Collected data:
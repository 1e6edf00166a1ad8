use std::collections::BTreeMap;

#[derive(Debug, Clone, Default)]
pub struct TrieNode {
    children: BTreeMap<char, TrieNode>,
    is_end_of_word: bool,
}

// Iterative teardown; the derived drop would recurse once per character.
impl Drop for TrieNode {
    fn drop(&mut self) {
        let mut pending: Vec<TrieNode> = std::mem::take(&mut self.children).into_values().collect();
        while let Some(mut node) = pending.pop() {
            pending.extend(std::mem::take(&mut node.children).into_values());
        }
    }
}

/// Character-level prefix tree over a document's vocabulary.
///
/// Children are kept in a `BTreeMap`, so prefix results come back in
/// ascending character order.
#[derive(Debug, Clone, Default)]
pub struct Trie {
    root: TrieNode,
    word_count: usize,
}

impl Trie {
    pub fn new() -> Self {
        Trie::default()
    }

    /// Builds a trie from any word source; duplicates are inserted once.
    pub fn build<I, S>(words: I) -> Self
    where
        I: IntoIterator<Item = S>,
        S: AsRef<str>,
    {
        let mut trie = Trie::new();
        for word in words {
            trie.insert(word.as_ref());
        }
        trie
    }

    pub fn insert(&mut self, word: &str) {
        let mut node = &mut self.root;
        for c in word.chars() {
            node = node.children.entry(c).or_default();
        }
        if !node.is_end_of_word {
            node.is_end_of_word = true;
            self.word_count += 1;
        }
    }

    pub fn contains(&self, word: &str) -> bool {
        self.find(word).is_some_and(|node| node.is_end_of_word)
    }

    pub fn len(&self) -> usize {
        self.word_count
    }

    pub fn is_empty(&self) -> bool {
        self.word_count == 0
    }

    /// Every stored word starting with `prefix`, lexicographic by character.
    ///
    /// Depth-first with an explicit stack, so very long words cannot exhaust
    /// the call stack.
    pub fn get_words_with_prefix(&self, prefix: &str) -> Vec<String> {
        let Some(start) = self.find(prefix) else {
            return Vec::new();
        };

        let mut words = Vec::new();
        let mut path = prefix.to_string();
        if start.is_end_of_word {
            words.push(path.clone());
        }

        // (path length before the edge, edge character, child)
        let mut stack: Vec<(usize, char, &TrieNode)> = Vec::new();
        push_children(&mut stack, path.len(), start);

        while let Some((len, c, node)) = stack.pop() {
            path.truncate(len);
            path.push(c);
            if node.is_end_of_word {
                words.push(path.clone());
            }
            push_children(&mut stack, path.len(), node);
        }

        words
    }

    fn find(&self, prefix: &str) -> Option<&TrieNode> {
        let mut node = &self.root;
        for c in prefix.chars() {
            node = node.children.get(&c)?;
        }
        Some(node)
    }
}

// Reverse order so the smallest character is popped first.
fn push_children<'a>(stack: &mut Vec<(usize, char, &'a TrieNode)>, len: usize, node: &'a TrieNode) {
    for (c, child) in node.children.iter().rev() {
        stack.push((len, *c, child));
    }
}

#[cfg(test)]
mod tests {
    use super::*;

    #[test]
    fn prefix_lookup_returns_matching_words_in_order() {
        let trie = Trie::build(["cat", "car", "dog", "cart"]);
        assert_eq!(trie.get_words_with_prefix("ca"), vec!["car", "cart", "cat"]);
        assert_eq!(trie.get_words_with_prefix("dog"), vec!["dog"]);
        assert!(trie.get_words_with_prefix("z").is_empty());
        assert!(trie.get_words_with_prefix("dogs").is_empty());
    }

    #[test]
    fn empty_prefix_lists_whole_vocabulary() {
        let trie = Trie::build(["b", "a", "ab"]);
        assert_eq!(trie.get_words_with_prefix(""), vec!["a", "ab", "b"]);
    }

    #[test]
    fn duplicate_inserts_are_idempotent() {
        let mut trie = Trie::build(["cat", "car"]);
        let before = trie.get_words_with_prefix("c");
        trie.insert("cat");
        assert_eq!(trie.get_words_with_prefix("c"), before);
        assert_eq!(trie.len(), 2);
    }

    #[test]
    fn prefix_itself_can_be_a_word() {
        let trie = Trie::build(["in", "index", "inside"]);
        assert!(trie.contains("in"));
        assert!(!trie.contains("ind"));
        assert_eq!(trie.get_words_with_prefix("in"), vec!["in", "index", "inside"]);
    }

    #[test]
    fn handles_multibyte_characters() {
        let trie = Trie::build(["über", "übung", "uber"]);
        assert_eq!(trie.get_words_with_prefix("üb"), vec!["über", "übung"]);
    }

    #[test]
    fn very_long_words_do_not_overflow() {
        let long = "a".repeat(50_000);
        let trie = Trie::build([long.as_str(), "ab"]);
        let words = trie.get_words_with_prefix("a");
        assert_eq!(words.len(), 2);
        assert_eq!(words[0].len(), 50_000);
        assert_eq!(words[1], "ab");
    }

    #[test]
    fn empty_trie_answers_nothing() {
        let trie = Trie::new();
        assert!(trie.is_empty());
        assert!(trie.get_words_with_prefix("a").is_empty());
        assert!(trie.get_words_with_prefix("").is_empty());
    }
}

Exercise aim: Would you be able to transcribe every line of the data exactly?

Output below:
repository 1e6edf00166a1ad8
use std::collections::BTreeMap;

#[derive(Debug, Clone, Default)]
pub struct TrieNode {
    children: BTreeMap<char, TrieNode>,
    is_end_of_word: bool,
}

// Iterative teardown; the derived drop would recurse once per character.
impl Drop for TrieNode {
    fn drop(&mut self) {
        let mut pending: Vec<TrieNode> = std::mem::take(&mut self.children).into_values().collect();
        while let Some(mut node) = pending.pop() {
            pending.extend(std::mem::take(&mut node.children).into_values());
        }
    }
}

/// Character-level prefix tree over a document's vocabulary.
///
/// Children are kept in a `BTreeMap`, so prefix results come back in
/// ascending character order.
#[derive(Debug, Clone, Default)]
pub struct Trie {
    root: TrieNode,
    word_count: usize,
}

impl Trie {
    pub fn new() -> Self {
        Trie::default()
    }

    /// Builds a trie from any word source; duplicates are inserted once.
    pub fn build<I, S>(words: I) -> Self
    where
        I: IntoIterator<Item = S>,
        S: AsRef<str>,
    {
        let mut trie = Trie::new();
        for word in words {
            trie.insert(word.as_ref());
        }
        trie
    }

    pub fn insert(&mut self, word: &str) {
        let mut node = &mut self.root;
        for c in word.chars() {
            node = node.children.entry(c).or_default();
        }
        if !node.is_end_of_word {
            node.is_end_of_word = true;
            self.word_count += 1;
        }
    }

    pub fn contains(&self, word: &str) -> bool {
        self.find(word).is_some_and(|node| node.is_end_of_word)
    }

    pub fn len(&self) -> usize {
        self.word_count
    }

    pub fn is_empty(&self) -> bool {
        self.word_count == 0
    }

    /// Every stored word starting with `prefix`, lexicographic by character.
    ///
    /// Depth-first with an explicit stack, so very long words cannot exhaust
    /// the call stack.
    pub fn get_words_with_prefix(&self, prefix: &str) -> Vec<String> {
        let Some(start) = self.find(prefix) else {
            return Vec::new();
        };

        let mut words = Vec::new();
        let mut path = prefix.to_string();
        if start.is_end_of_word {
            words.push(path.clone());
        }

        // (path length before the edge, edge character, child)
        let mut stack: Vec<(usize, char, &TrieNode)> = Vec::new();
        push_children(&mut stack, path.len(), start);

        while let Some((len, c, node)) = stack.pop() {
            path.truncate(len);
            path.push(c);
            if node.is_end_of_word {
                words.push(path.clone());
            }
            push_children(&mut stack, path.len(), node);
        }

        words
    }

    fn find(&self, prefix: &str) -> Option<&TrieNode> {
        let mut node = &self.root;
        for c in prefix.chars() {
            node = node.children.get(&c)?;
        }
        Some(node)
    }
}

// Reverse order so the smallest character is popped first.
fn push_children<'a>(stack: &mut Vec<(usize, char, &'a TrieNode)>, len: usize, node: &'a TrieNode) {
    for (c, child) in node.children.iter().rev() {
        stack.push((len, *c, child));
    }
}

#[cfg(test)]
mod tests {
    use super::*;

    #[test]
    fn prefix_lookup_returns_matching_words_in_order() {
        let trie = Trie::build(["cat", "car", "dog", "cart"]);
        assert_eq!(trie.get_words_with_prefix("ca"), vec!["car", "cart", "cat"]);
        assert_eq!(trie.get_words_with_prefix("dog"), vec!["dog"]);
        assert!(trie.get_words_with_prefix("z").is_empty());
        assert!(trie.get_words_with_prefix("dogs").is_empty());
    }

    #[test]
    fn empty_prefix_lists_whole_vocabulary() {
        let trie = Trie::build(["b", "a", "ab"]);
        assert_eq!(trie.get_words_with_prefix(""), vec!["a", "ab", "b"]);
    }

    #[test]
    fn duplicate_inserts_are_idempotent() {
        let mut trie = Trie::build(["cat", "car"]);
        let before = trie.get_words_with_prefix("c");
        trie.insert("cat");
        assert_eq!(trie.get_words_with_prefix("c"), before);
        assert_eq!(trie.len(), 2);
    }

    #[test]
    fn prefix_itself_can_be_a_word() {
        let trie = Trie::build(["in", "index", "inside"]);
        assert!(trie.contains("in"));
        assert!(!trie.contains("ind"));
        assert_eq!(trie.get_words_with_prefix("in"), vec!["in", "index", "inside"]);
    }

    #[test]
    fn handles_multibyte_characters() {
        let trie = Trie::build(["über", "übung", "uber"]);
        assert_eq!(trie.get_words_with_prefix("üb"), vec!["über", "übung"]);
    }

    #[test]
    fn very_long_words_do_not_overflow() {
        let long = "a".repeat(50_000);
        let trie = Trie::build([long.as_str(), "ab"]);
        let words = trie.get_words_with_prefix("a");
        assert_eq!(words.len(), 2);
        assert_eq!(words[0].len(), 50_000);
        assert_eq!(words[1], "ab");
    }

    #[test]
    fn empty_trie_answers_nothing() {
        let trie = Trie::new();
        assert!(trie.is_empty());
        assert!(trie.get_words_with_prefix("a").is_empty());
        assert!(trie.get_words_with_prefix("").is_empty());
    }
}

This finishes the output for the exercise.